*** Opening DATA RECORDS ***

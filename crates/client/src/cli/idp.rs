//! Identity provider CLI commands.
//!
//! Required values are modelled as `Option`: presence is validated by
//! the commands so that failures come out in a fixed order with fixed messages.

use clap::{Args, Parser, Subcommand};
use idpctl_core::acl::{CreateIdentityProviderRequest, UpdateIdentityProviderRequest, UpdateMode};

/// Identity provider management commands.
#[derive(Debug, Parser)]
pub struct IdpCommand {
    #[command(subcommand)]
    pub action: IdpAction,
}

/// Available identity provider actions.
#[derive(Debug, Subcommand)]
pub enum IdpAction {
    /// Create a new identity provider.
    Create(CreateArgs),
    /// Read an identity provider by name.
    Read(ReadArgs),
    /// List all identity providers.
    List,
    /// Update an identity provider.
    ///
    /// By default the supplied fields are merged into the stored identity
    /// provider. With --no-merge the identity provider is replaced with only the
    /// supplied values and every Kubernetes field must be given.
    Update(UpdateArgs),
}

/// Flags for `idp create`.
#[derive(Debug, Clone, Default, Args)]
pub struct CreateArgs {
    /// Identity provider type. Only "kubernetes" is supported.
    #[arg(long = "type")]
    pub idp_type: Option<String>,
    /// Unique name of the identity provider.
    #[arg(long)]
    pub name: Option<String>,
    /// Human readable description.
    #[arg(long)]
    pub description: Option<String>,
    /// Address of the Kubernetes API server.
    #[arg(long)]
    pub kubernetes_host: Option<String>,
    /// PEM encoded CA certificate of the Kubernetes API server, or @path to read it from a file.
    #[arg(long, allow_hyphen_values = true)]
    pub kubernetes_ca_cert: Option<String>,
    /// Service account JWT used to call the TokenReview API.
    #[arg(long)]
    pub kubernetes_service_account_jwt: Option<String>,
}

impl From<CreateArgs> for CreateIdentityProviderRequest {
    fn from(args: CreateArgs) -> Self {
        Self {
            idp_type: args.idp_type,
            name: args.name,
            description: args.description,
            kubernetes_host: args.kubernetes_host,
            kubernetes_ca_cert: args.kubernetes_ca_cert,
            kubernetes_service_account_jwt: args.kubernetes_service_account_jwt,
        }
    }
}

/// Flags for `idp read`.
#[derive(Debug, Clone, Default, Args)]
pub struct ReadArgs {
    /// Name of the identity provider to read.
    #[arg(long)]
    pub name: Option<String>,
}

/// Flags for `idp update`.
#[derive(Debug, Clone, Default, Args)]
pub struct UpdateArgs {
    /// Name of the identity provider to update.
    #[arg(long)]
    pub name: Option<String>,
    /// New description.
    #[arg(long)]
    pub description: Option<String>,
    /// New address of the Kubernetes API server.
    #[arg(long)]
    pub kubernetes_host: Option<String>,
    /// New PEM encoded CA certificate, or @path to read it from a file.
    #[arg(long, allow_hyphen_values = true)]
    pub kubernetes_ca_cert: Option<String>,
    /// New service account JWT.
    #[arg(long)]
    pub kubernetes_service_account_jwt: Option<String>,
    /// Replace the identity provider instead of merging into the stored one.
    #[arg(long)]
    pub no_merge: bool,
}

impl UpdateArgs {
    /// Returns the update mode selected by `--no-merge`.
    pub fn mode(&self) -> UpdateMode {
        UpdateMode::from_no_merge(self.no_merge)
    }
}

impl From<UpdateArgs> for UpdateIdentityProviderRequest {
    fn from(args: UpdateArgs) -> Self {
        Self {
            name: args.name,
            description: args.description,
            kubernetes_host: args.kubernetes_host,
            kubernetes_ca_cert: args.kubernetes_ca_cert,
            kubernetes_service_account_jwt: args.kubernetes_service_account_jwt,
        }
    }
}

*** Closing DATA RECORDS ***

Return a copy of each line in the entries that carries the string "CreateIdentityProviderRequest".

(ANSWER SECTION):
use idpctl_core::acl::{CreateIdentityProviderRequest, UpdateIdentityProviderRequest, UpdateMode};
impl From<CreateArgs> for CreateIdentityProviderRequest {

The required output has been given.